* [What to produce]: Copies of all lines containing the string "beep" are needed from the data below.

********

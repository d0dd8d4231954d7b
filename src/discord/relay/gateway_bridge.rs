// Bridges serenity and the relay queues.
//
// Inbound: gateway `Message` -> `InboundMessage`.
// Outbound: `OutboundMessage` -> HTTP send, split to fit Discord's limit.

use crate::core::relay::{InboundMessage, OutboundMessage};
use crate::discord::Error;
use async_trait::async_trait;
use poise::serenity_prelude as serenity;
use std::sync::Arc;
use tokio::sync::mpsc;

/// Discord rejects message content longer than this many characters.
const MAX_MESSAGE_CHARS: usize = 2000;

pub fn to_inbound(message: &serenity::Message) -> InboundMessage {
    InboundMessage {
        author_is_bot: message.author.bot,
        guild_id: message.guild_id.map(|id| id.get()),
        channel_id: message.channel_id.get(),
        content: message.content.clone(),
    }
}

/// Split text into pieces Discord will accept, in order.
pub fn split_for_discord(text: &str) -> Vec<String> {
    text.chars()
        .collect::<Vec<char>>()
        .chunks(MAX_MESSAGE_CHARS)
        .map(|chunk| chunk.iter().collect())
        .collect()
}

/// Something that can post plain text into a channel.
#[async_trait]
pub trait ReplySink: Send + Sync {
    async fn send_text(&self, channel_id: u64, text: String) -> Result<(), Error>;
}

#[async_trait]
impl ReplySink for serenity::Http {
    async fn send_text(&self, channel_id: u64, text: String) -> Result<(), Error> {
        serenity::ChannelId::new(channel_id).say(self, text).await?;
        Ok(())
    }
}

/// Deliver replies until the relay drops its sender.
///
/// Each reply is sent on its own task so a rate-limited channel only delays
/// its own replies. Chunks of one reply still go out in order.
pub async fn run_outbound<S>(sink: Arc<S>, mut outbound: mpsc::Receiver<OutboundMessage>)
where
    S: ReplySink + 'static,
{
    while let Some(reply) = outbound.recv().await {
        let sink = Arc::clone(&sink);

        tokio::spawn(async move {
            for chunk in split_for_discord(&reply.content) {
                if let Err(e) = sink.send_text(reply.channel_id, chunk).await {
                    tracing::error!(channel_id = reply.channel_id, "Failed to send AI reply: {}", e);
                    break;
                }
            }
        });
    }

    tracing::info!("Outbound queue closed, dispatcher stopped");
}

#[cfg(test)]
mod tests {
    use super::*;
    use std::time::Duration;

    #[test]
    fn test_short_reply_is_one_message() {
        assert_eq!(split_for_discord("Hello there"), vec!["Hello there"]);
    }

    #[test]
    fn test_long_reply_is_split_at_limit() {
        let text = "a".repeat(MAX_MESSAGE_CHARS * 2 + 5);

        let parts = split_for_discord(&text);

        assert_eq!(parts.len(), 3);
        assert_eq!(parts[0].chars().count(), MAX_MESSAGE_CHARS);
        assert_eq!(parts[1].chars().count(), MAX_MESSAGE_CHARS);
        assert_eq!(parts[2], "aaaaa");
        assert_eq!(parts.concat(), text);
    }

    #[test]
    fn test_split_counts_characters_not_bytes() {
        // Multi-byte characters must not be cut in half.
        let text = "こんにちは".repeat(500);

        let parts = split_for_discord(&text);

        assert_eq!(parts.len(), 2);
        assert_eq!(parts[0].chars().count(), MAX_MESSAGE_CHARS);
        assert_eq!(parts.concat(), text);
    }

    #[test]
    fn test_to_inbound_maps_bot_flag_and_direct_message() {
        let mut message = serenity::Message::default();
        message.author.bot = true;
        message.guild_id = None;
        message.channel_id = serenity::ChannelId::new(42);
        message.content = "beep".to_string();

        let inbound = to_inbound(&message);

        assert!(inbound.author_is_bot);
        assert_eq!(inbound.guild_id, None);
        assert_eq!(inbound.channel_id, 42);
        assert_eq!(inbound.content, "beep");
    }

    #[test]
    fn test_to_inbound_maps_guild_message() {
        let mut message = serenity::Message::default();
        message.author.bot = false;
        message.guild_id = Some(serenity::GuildId::new(7));
        message.channel_id = serenity::ChannelId::new(10);
        message.content = "hello".to_string();

        let inbound = to_inbound(&message);

        assert!(!inbound.author_is_bot);
        assert_eq!(inbound.guild_id, Some(7));
        assert_eq!(inbound.channel_id, 10);
    }

    /// Records sends; never returns for `stuck_channel`, like a channel
    /// waiting out a long rate limit.
    struct StallingSink {
        stuck_channel: u64,
        sent: mpsc::UnboundedSender<(u64, String)>,
    }

    #[async_trait]
    impl ReplySink for StallingSink {
        async fn send_text(&self, channel_id: u64, text: String) -> Result<(), Error> {
            if channel_id == self.stuck_channel {
                std::future::pending::<()>().await;
            }
            self.sent.send((channel_id, text))?;
            Ok(())
        }
    }

    #[tokio::test]
    async fn test_stalled_channel_does_not_block_other_replies() {
        let (sent_tx, mut sent_rx) = mpsc::unbounded_channel();
        let sink = Arc::new(StallingSink {
            stuck_channel: 1,
            sent: sent_tx,
        });
        let (outbound_tx, outbound_rx) = mpsc::channel(8);
        tokio::spawn(run_outbound(sink, outbound_rx));

        outbound_tx
            .send(OutboundMessage {
                channel_id: 1,
                content: "stuck".to_string(),
            })
            .await
            .unwrap();
        outbound_tx
            .send(OutboundMessage {
                channel_id: 2,
                content: "hello".to_string(),
            })
            .await
            .unwrap();

        let delivered = tokio::time::timeout(Duration::from_secs(5), sent_rx.recv())
            .await
            .expect("reply to channel 2 was held up");

        assert_eq!(delivered, Some((2, "hello".to_string())));
    }

    #[tokio::test]
    async fn test_long_reply_chunks_arrive_in_order() {
        let (sent_tx, mut sent_rx) = mpsc::unbounded_channel();
        let sink = Arc::new(StallingSink {
            stuck_channel: 0,
            sent: sent_tx,
        });
        let (outbound_tx, outbound_rx) = mpsc::channel(8);
        tokio::spawn(run_outbound(sink, outbound_rx));

        let text = format!("{}{}", "a".repeat(MAX_MESSAGE_CHARS), "b");
        outbound_tx
            .send(OutboundMessage {
                channel_id: 5,
                content: text,
            })
            .await
            .unwrap();

        let first = sent_rx.recv().await.unwrap();
        let second = sent_rx.recv().await.unwrap();

        assert_eq!(first, (5, "a".repeat(MAX_MESSAGE_CHARS)));
        assert_eq!(second, (5, "b".to_string()));
    }
}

********

* [Reply to the task]:
        message.content = "beep".to_string();
        assert_eq!(inbound.content, "beep");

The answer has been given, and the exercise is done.